Work request:
From the data, copy out every line in which the word "warn" appears.
Data for processing below:
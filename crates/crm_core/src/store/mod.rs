//! In-memory CRM store mirrored to local storage.
//!
//! # Responsibility
//! - Own every entity collection, the read-only user roster and the derived
//!   dashboard metrics.
//! - Apply create/edit/remove, conversion, stage moves, task completion and
//!   data transfer operations.
//! - Recompute metrics and rewrite the persisted document after each
//!   successful mutation.
//!
//! # Invariants
//! - Operations on unknown ids return `StoreError::NotFound` and change
//!   nothing.
//! - A record failing `validate()` never enters a collection.
//! - A mutation whose document write fails is rolled back; in-memory state
//!   always matches the last successfully persisted document.
//! - Activities are only prepended, never edited or removed (except by
//!   `clear_all`).
//! - The store is single-owner and synchronous; callers sharing it across
//!   threads wrap it in their own lock.

mod activities;
mod clients;
mod document;
mod leads;
mod opportunities;
mod tasks;
mod transfer;
mod views;

pub use document::{ImportSummary, COLLECTION_KEYS};
pub use opportunities::ConversionOutcome;

use crate::clock::{Clock, SystemClock};
use crate::model::client::Client;
use crate::model::data::CrmData;
use crate::model::lead::Lead;
use crate::model::metrics::DashboardMetrics;
use crate::model::opportunity::Opportunity;
use crate::model::task::Task;
use crate::model::user::User;
use crate::model::{new_entity_id, EntityId, EntityKind, ValidationError};
use crate::service::metrics::{compute_metrics, DEFAULT_SALES_TARGET};
use crate::storage::{LocalStorage, StorageError};
use chrono::{DateTime, NaiveDate, Utc};
use document::{ImportDocument, PersistedDocument};
use log::{debug, error, info, warn};
use std::error::Error;
use std::fmt::{Display, Formatter};
use std::sync::Arc;

/// Storage key the working set is mirrored under.
pub const DEFAULT_STORAGE_KEY: &str = "crm-data";

pub type StoreResult<T> = Result<T, StoreError>;

#[derive(Debug)]
pub enum StoreError {
    NotFound { kind: EntityKind, id: EntityId },
    Validation(ValidationError),
    /// Import blob is not a valid CRM document; nothing was applied.
    MalformedImport(String),
    Encode(serde_json::Error),
    Storage(StorageError),
}

impl Display for StoreError {
    fn fmt(&self, f: &mut Formatter<'_>) -> std::fmt::Result {
        match self {
            Self::NotFound { kind, id } => write!(f, "{kind} not found: {id}"),
            Self::Validation(err) => write!(f, "{err}"),
            Self::MalformedImport(details) => write!(f, "malformed import: {details}"),
            Self::Encode(err) => write!(f, "failed to encode CRM document: {err}"),
            Self::Storage(err) => write!(f, "{err}"),
        }
    }
}

impl Error for StoreError {
    fn source(&self) -> Option<&(dyn Error + 'static)> {
        match self {
            Self::Validation(err) => Some(err),
            Self::Encode(err) => Some(err),
            Self::Storage(err) => Some(err),
            Self::NotFound { .. } | Self::MalformedImport(_) => None,
        }
    }
}

impl From<ValidationError> for StoreError {
    fn from(value: ValidationError) -> Self {
        Self::Validation(value)
    }
}

impl From<StorageError> for StoreError {
    fn from(value: StorageError) -> Self {
        Self::Storage(value)
    }
}

impl From<serde_json::Error> for StoreError {
    fn from(value: serde_json::Error) -> Self {
        Self::Encode(value)
    }
}

/// Construction-time settings.
#[derive(Debug, Clone)]
pub struct StoreConfig {
    pub storage_key: String,
    /// Sales target reported on the dashboard.
    pub sales_target: f64,
    /// Read-only sales rep roster.
    pub users: Vec<User>,
    pub clock: Arc<dyn Clock>,
}

impl Default for StoreConfig {
    fn default() -> Self {
        Self {
            storage_key: DEFAULT_STORAGE_KEY.to_string(),
            sales_target: DEFAULT_SALES_TARGET,
            users: Vec::new(),
            clock: Arc::new(SystemClock),
        }
    }
}

impl StoreConfig {
    pub fn with_clock(mut self, clock: impl Clock + 'static) -> Self {
        self.clock = Arc::new(clock);
        self
    }

    pub fn with_users(mut self, users: Vec<User>) -> Self {
        self.users = users;
        self
    }
}

/// Records addressable by id inside a collection.
pub(crate) trait Record {
    const KIND: EntityKind;

    fn id(&self) -> &str;
    fn set_id(&mut self, id: EntityId);
    fn check(&self) -> Result<(), ValidationError>;
}

macro_rules! impl_record {
    ($ty:ty, $kind:expr) => {
        impl Record for $ty {
            const KIND: EntityKind = $kind;

            fn id(&self) -> &str {
                &self.id
            }

            fn set_id(&mut self, id: EntityId) {
                self.id = id;
            }

            fn check(&self) -> Result<(), ValidationError> {
                self.validate()
            }
        }
    };
}

impl_record!(Client, EntityKind::Client);
impl_record!(Lead, EntityKind::Lead);
impl_record!(Opportunity, EntityKind::Opportunity);
impl_record!(Task, EntityKind::Task);

pub(crate) fn position<T: Record>(items: &[T], id: &str) -> StoreResult<usize> {
    items
        .iter()
        .position(|item| item.id() == id)
        .ok_or_else(|| StoreError::NotFound {
            kind: T::KIND,
            id: id.to_string(),
        })
}

/// Assigns a fresh id and validates a record about to be inserted.
pub(crate) fn admit<T: Record>(mut record: T) -> StoreResult<T> {
    record.set_id(new_entity_id());
    record.check()?;
    Ok(record)
}

/// Merges an edit into a copy and swaps it in only when the result validates.
pub(crate) fn edit_in_place<T: Record + Clone>(
    items: &mut [T],
    id: &str,
    edit: impl FnOnce(&mut T),
) -> StoreResult<()> {
    let index = position(items, id)?;
    let mut merged = items[index].clone();
    edit(&mut merged);
    merged.check()?;
    items[index] = merged;
    Ok(())
}

/// Single source of truth for CRM collections within one session.
pub struct CrmStore<S: LocalStorage> {
    storage: S,
    config: StoreConfig,
    data: CrmData,
    metrics: DashboardMetrics,
}

impl<S: LocalStorage> CrmStore<S> {
    /// Opens the store, reloading any working set persisted under the
    /// configured key.
    ///
    /// A persisted document that does not parse or holds an invalid record
    /// is logged and ignored as a whole; storage failures are returned.
    pub fn open(storage: S, config: StoreConfig) -> StoreResult<Self> {
        let mut store = Self {
            storage,
            config,
            data: CrmData::default(),
            metrics: DashboardMetrics::default(),
        };

        match store.storage.get_item(&store.config.storage_key)? {
            Some(raw) => match ImportDocument::parse(&raw) {
                Ok(document) => {
                    let summary = document.apply_to(&mut store.data);
                    info!(
                        "event=store_load module=store status=ok key={} collections={}",
                        store.config.storage_key,
                        summary.replaced.join(",")
                    );
                }
                Err(err) => warn!(
                    "event=store_load module=store status=error key={} error_code=unreadable_document error={}",
                    store.config.storage_key, err
                ),
            },
            None => info!(
                "event=store_load module=store status=empty key={}",
                store.config.storage_key
            ),
        }

        store.recompute_metrics();
        Ok(store)
    }

    pub fn data(&self) -> &CrmData {
        &self.data
    }

    pub fn clients(&self) -> &[Client] {
        &self.data.clients
    }

    pub fn leads(&self) -> &[Lead] {
        &self.data.leads
    }

    pub fn opportunities(&self) -> &[Opportunity] {
        &self.data.opportunities
    }

    pub fn tasks(&self) -> &[Task] {
        &self.data.tasks
    }

    /// Activity log, newest first.
    pub fn activities(&self) -> &[crate::model::activity::Activity] {
        &self.data.activities
    }

    pub fn users(&self) -> &[User] {
        &self.config.users
    }

    pub fn metrics(&self) -> &DashboardMetrics {
        &self.metrics
    }

    pub fn config(&self) -> &StoreConfig {
        &self.config
    }

    pub fn storage(&self) -> &S {
        &self.storage
    }

    pub fn into_storage(self) -> S {
        self.storage
    }

    pub fn client(&self, id: &str) -> Option<&Client> {
        self.data.clients.iter().find(|client| client.id == id)
    }

    pub fn lead(&self, id: &str) -> Option<&Lead> {
        self.data.leads.iter().find(|lead| lead.id == id)
    }

    pub fn opportunity(&self, id: &str) -> Option<&Opportunity> {
        self.data
            .opportunities
            .iter()
            .find(|opportunity| opportunity.id == id)
    }

    pub fn task(&self, id: &str) -> Option<&Task> {
        self.data.tasks.iter().find(|task| task.id == id)
    }

    pub fn now(&self) -> DateTime<Utc> {
        self.config.clock.now()
    }

    pub fn today(&self) -> NaiveDate {
        self.config.clock.today()
    }

    /// Recomputes the dashboard snapshot from the current collections.
    ///
    /// Mutating operations call this automatically.
    pub fn recompute_metrics(&mut self) -> &DashboardMetrics {
        self.metrics = compute_metrics(&self.data, self.config.sales_target, self.now());
        debug!(
            "event=metrics_recompute module=store status=ok pipeline_value={} active_opportunities={}",
            self.metrics.opportunities.pipeline_value, self.metrics.opportunities.active
        );
        &self.metrics
    }

    /// Finishes a mutation: refreshes metrics and rewrites the persisted
    /// document. If the write fails the collections and metrics revert to
    /// `checkpoint`, the state taken before the mutation.
    fn commit(&mut self, checkpoint: CrmData) -> StoreResult<()> {
        self.recompute_metrics();
        if let Err(err) = self.persist() {
            self.data = checkpoint;
            self.recompute_metrics();
            warn!(
                "event=store_rollback module=store status=ok reason=persist_failed key={}",
                self.config.storage_key
            );
            return Err(err);
        }
        Ok(())
    }

    fn persist(&mut self) -> StoreResult<()> {
        let document = PersistedDocument {
            data: &self.data,
            timestamp: self.now(),
        };
        let encoded = serde_json::to_string(&document)?;
        if let Err(err) = self
            .storage
            .set_item(&self.config.storage_key, encoded.as_str())
        {
            error!(
                "event=store_persist module=store status=error key={} bytes={} error={}",
                self.config.storage_key,
                encoded.len(),
                err
            );
            return Err(err.into());
        }
        debug!(
            "event=store_persist module=store status=ok key={} bytes={}",
            self.config.storage_key,
            encoded.len()
        );
        Ok(())
    }
}
//! JSON document shapes for persistence, export and import.
//!
//! # Invariants
//! - Persisted and exported documents carry the five collections under their
//!   wire keys plus one timestamp field (`timestamp` / `exportDate`).
//! - Import treats every collection key as optional and ignores unknown keys.

use crate::model::activity::Activity;
use crate::model::client::Client;
use crate::model::data::CrmData;
use crate::model::lead::Lead;
use crate::model::metrics::DashboardMetrics;
use crate::model::opportunity::Opportunity;
use crate::model::task::Task;
use crate::model::user::User;
use crate::model::ValidationError;
use chrono::{DateTime, Utc};
use serde::{Deserialize, Serialize};

/// Collection keys in document order.
pub const COLLECTION_KEYS: [&str; 5] = [
    "clientes",
    "leads",
    "oportunidades",
    "tarefas",
    "atividades",
];

#[derive(Serialize)]
pub(crate) struct PersistedDocument<'a> {
    #[serde(flatten)]
    pub data: &'a CrmData,
    pub timestamp: DateTime<Utc>,
}

#[derive(Serialize)]
pub(crate) struct ExportDocument<'a> {
    #[serde(flatten)]
    pub data: &'a CrmData,
    #[serde(rename = "exportDate")]
    pub export_date: DateTime<Utc>,
}

/// Full read model handed to UI shells.
#[derive(Serialize)]
pub(crate) struct SnapshotDocument<'a> {
    #[serde(flatten)]
    pub data: &'a CrmData,
    #[serde(rename = "usuarios")]
    pub users: &'a [User],
    pub metrics: &'a DashboardMetrics,
}

#[derive(Debug, Default, Deserialize)]
#[serde(default)]
pub(crate) struct ImportDocument {
    #[serde(rename = "clientes")]
    pub clients: Option<Vec<Client>>,
    pub leads: Option<Vec<Lead>>,
    #[serde(rename = "oportunidades")]
    pub opportunities: Option<Vec<Opportunity>>,
    #[serde(rename = "tarefas")]
    pub tasks: Option<Vec<Task>>,
    #[serde(rename = "atividades")]
    pub activities: Option<Vec<Activity>>,
}

/// Which collections an import (or startup load) replaced.
#[derive(Debug, Clone, Default, PartialEq, Eq)]
pub struct ImportSummary {
    pub replaced: Vec<&'static str>,
}

impl ImportSummary {
    pub fn contains(&self, key: &str) -> bool {
        self.replaced.iter().any(|replaced| *replaced == key)
    }

    pub fn is_empty(&self) -> bool {
        self.replaced.is_empty()
    }
}

impl ImportDocument {
    /// Parses `raw` and validates every record it carries.
    pub fn parse(raw: &str) -> Result<Self, String> {
        let document = serde_json::from_str::<Self>(raw).map_err(|err| err.to_string())?;
        document.validate()?;
        Ok(document)
    }

    /// Checks every record of every present collection.
    pub fn validate(&self) -> Result<(), String> {
        fn check<T>(
            key: &str,
            items: &Option<Vec<T>>,
            id: impl Fn(&T) -> &str,
            validate: impl Fn(&T) -> Result<(), ValidationError>,
        ) -> Result<(), String> {
            for item in items.iter().flatten() {
                validate(item).map_err(|err| format!("{key} `{}`: {err}", id(item)))?;
            }
            Ok(())
        }

        check("clientes", &self.clients, |c| c.id.as_str(), Client::validate)?;
        check("leads", &self.leads, |l| l.id.as_str(), Lead::validate)?;
        check(
            "oportunidades",
            &self.opportunities,
            |o| o.id.as_str(),
            Opportunity::validate,
        )?;
        check("tarefas", &self.tasks, |t| t.id.as_str(), Task::validate)?;
        Ok(())
    }

    /// Replaces each present collection; absent ones are left untouched.
    pub fn apply_to(self, data: &mut CrmData) -> ImportSummary {
        let mut summary = ImportSummary::default();
        if let Some(clients) = self.clients {
            data.clients = clients;
            summary.replaced.push(COLLECTION_KEYS[0]);
        }
        if let Some(leads) = self.leads {
            data.leads = leads;
            summary.replaced.push(COLLECTION_KEYS[1]);
        }
        if let Some(opportunities) = self.opportunities {
            data.opportunities = opportunities;
            summary.replaced.push(COLLECTION_KEYS[2]);
        }
        if let Some(tasks) = self.tasks {
            data.tasks = tasks;
            summary.replaced.push(COLLECTION_KEYS[3]);
        }
        if let Some(activities) = self.activities {
            data.activities = activities;
            summary.replaced.push(COLLECTION_KEYS[4]);
        }
        summary
    }
}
End of Data for processing.
Task output:
use log::{debug, error, info, warn};
                Err(err) => warn!(
            warn!(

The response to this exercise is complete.